> Task prompt: If a line in the data has the string "from", please show it.

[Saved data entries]
——

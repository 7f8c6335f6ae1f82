//! Positional character comparison between a response and its ground truth.
//!
//! Both strings are walked side by side. A mismatch normally consumes one
//! character of each; when the remaining ground truth is longer and the
//! response character reappears one position ahead in the ground truth, the
//! ground-truth character is taken as missing from the response. The mirror
//! case (a stray extra character in the response) is handled the same way.
//! Once either side runs out, the remainder of the other counts in full.

use bitvec::prelude::*;

pub type Mask = BitVec<usize, Lsb0>;

#[derive(Clone, Copy, Debug, Eq, PartialEq)]
enum Step {
    Match,
    Substitution,
    /// Ground-truth character absent from the response.
    Missing,
    /// Response character absent from the ground truth.
    Stray,
}

fn align(response: &[char], truth: &[char]) -> Vec<Step> {
    let mut steps = Vec::with_capacity(response.len().max(truth.len()));
    let (mut r, mut t) = (0usize, 0usize);

    while r < response.len() && t < truth.len() {
        if response[r] == truth[t] {
            steps.push(Step::Match);
            r += 1;
            t += 1;
            continue;
        }

        let response_left = response.len() - r;
        let truth_left = truth.len() - t;
        if truth_left > response_left && truth.get(t + 1) == Some(&response[r]) {
            steps.push(Step::Missing);
            t += 1;
        } else if response_left > truth_left && response.get(r + 1) == Some(&truth[t]) {
            steps.push(Step::Stray);
            r += 1;
        } else {
            steps.push(Step::Substitution);
            r += 1;
            t += 1;
        }
    }

    steps.extend(std::iter::repeat_n(Step::Stray, response.len() - r));
    steps.extend(std::iter::repeat_n(Step::Missing, truth.len() - t));
    steps
}

/// Number of deviating characters between `response` and `ground_truth`.
pub fn char_deviation_count(response: &str, ground_truth: &str) -> usize {
    let response: Vec<char> = response.chars().collect();
    let truth: Vec<char> = ground_truth.chars().collect();
    align(&response, &truth)
        .into_iter()
        .filter(|step| *step != Step::Match)
        .count()
}

/// Per-character masks flagging deviating characters of each string.
///
/// Mask lengths equal the character counts of the respective inputs.
pub fn deviation_masks(response: &str, ground_truth: &str) -> (Mask, Mask) {
    let response: Vec<char> = response.chars().collect();
    let truth: Vec<char> = ground_truth.chars().collect();
    let mut response_mask = bitvec![usize, Lsb0; 0; response.len()];
    let mut truth_mask = bitvec![usize, Lsb0; 0; truth.len()];

    let (mut r, mut t) = (0usize, 0usize);
    for step in align(&response, &truth) {
        match step {
            Step::Match => {
                r += 1;
                t += 1;
            }
            Step::Substitution => {
                response_mask.set(r, true);
                truth_mask.set(t, true);
                r += 1;
                t += 1;
            }
            Step::Missing => {
                truth_mask.set(t, true);
                t += 1;
            }
            Step::Stray => {
                response_mask.set(r, true);
                r += 1;
            }
        }
    }

    (response_mask, truth_mask)
}

/// Render a mask as a caret line aligned under its string.
pub fn caret_line(mask: &Mask) -> String {
    mask.iter()
        .map(|bit| if *bit { '^' } else { ' ' })
        .collect::<String>()
        .trim_end()
        .to_string()
}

——

> Reply to the task:
//! ground-truth character is taken as missing from the response. The mirror
    /// Ground-truth character absent from the response.
    /// Response character absent from the ground truth.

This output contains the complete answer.